Fvnerals ‘Wounds’ Review + Stream
Darkness is my favorite form of heavy. The eerie calm this album invokes is more powerful than if it had been slathered in squealing distortion and coated in anguished growls. I have said it before, and after spending the bulk of my days sorting through albums full of gnashing fangs cranked up to ten, it’s easier to use gain and volume to create something to attack your ear drums – but the artists capable of painting a sonic portrait of honest emotion that finds its shadows resonating inside you is rare. This is what his band from Glasgow, Scotland, has accomplished with their second full length that is about to be turned loose upon the world. This album feels post-apocalyptic in the same manner as Cormac McCarthy’s “the Road,” as it provides a somber glimpse into a lonely nothingness. The album opens with a river of feedback that hypnotically washes the listener away to the darker places of their mind. This frequency continues to flow on into the title track, though a doom-tinged energy and ghostly vocals echoing up from the lower layers of their cave are added. This song and much of the album as a whole carries a more oppressive heaviness entrenched in their overall sounds than their previous album did. On “Shiver,” the vocals begin to creep out of the fog. There is an despondent haze over this music that translates into a depressive lethargy. This finds them continuing to take you deeper into the starkness of the hollow dirges until the begin to manifest as more of a drone. The layers of vocal overdubs drip from the haze into to harmonize give the melodies more depth.

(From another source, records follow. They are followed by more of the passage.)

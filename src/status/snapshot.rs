//! `AgentStatus` — the observability-plane snapshot of a running `AgentCore`.

use serde::{Deserialize, Serialize};

use crate::agent::prompt_queue::PromptQueueItem;

/// The `AgentCore` state machine's states.
#[derive(Debug, Clone, Copy, Serialize, Deserialize, PartialEq, Eq)]
#[serde(rename_all = "snake_case")]
pub enum AgentState {
    Idle,
    Running,
    Paused,
    Stopping,
    Stopped,
    Error,
}

/// A point-in-time snapshot of an `AgentCore`, rebuilt on any meaningful
/// change and published to `StatusBus`.
#[derive(Debug, Clone, Serialize, Deserialize)]
pub struct AgentStatus {
    pub state: AgentState,
    pub loop_count: u64,
    pub total_tokens: u64,
    pub last_action: String,
    pub context_usage_percent: f64,
    pub queued_prompts: Vec<PromptQueueItem>,
    /// Opaque digest of the agent's current todo list; this runtime does not
    /// interpret todo content, only carries it through for display.
    pub todos_digest: Option<String>,
}

impl AgentStatus {
    pub fn initial() -> Self {
        Self {
            state: AgentState::Idle,
            loop_count: 0,
            total_tokens: 0,
            last_action: "idle".to_string(),
            context_usage_percent: 0.0,
            queued_prompts: Vec::new(),
            todos_digest: None,
        }
    }
}

impl Default for AgentStatus {
    fn default() -> Self {
        Self::initial()
    }
}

The angular guitar of “Teeth” casts long shadows behind the vocals. When the band picks up the pace for “Antlers,” it still carries the weight of a bleak sluggishness. This manifests a similar mood to doom without being metal. These songs find themselves dragging you toward a dark hole as deep as many doom bands go without the density of distortion. By metal standards, they typically use much cleaner tones. The subtle distortion that does emboss the guitar is very organic. The excellent production and mix that places all the instruments perfectly around one another certainly makes this possible. This is displayed on “Where,” which is more of a requiem than a ballad. Here the piano chords laying the ground work are almost buried in the mix to serve the song and the gray clouds of feedback the needed space to float over. The vocals are more formless, taking on more of a chant than the traditional approach to melodies. The vocals shift into a more haunting cadence before the song ebbs back down into a more minimalist atmosphere. This will appeal to fans of both Chelsea Wolfe and Low without coming across as being directly influenced by either. Going into the winter, I often find myself needing a soundtrack with this reflective touch. If you are looking for something heavy, but not encumbered by monolithic mountains of overdrive, this is the album for you.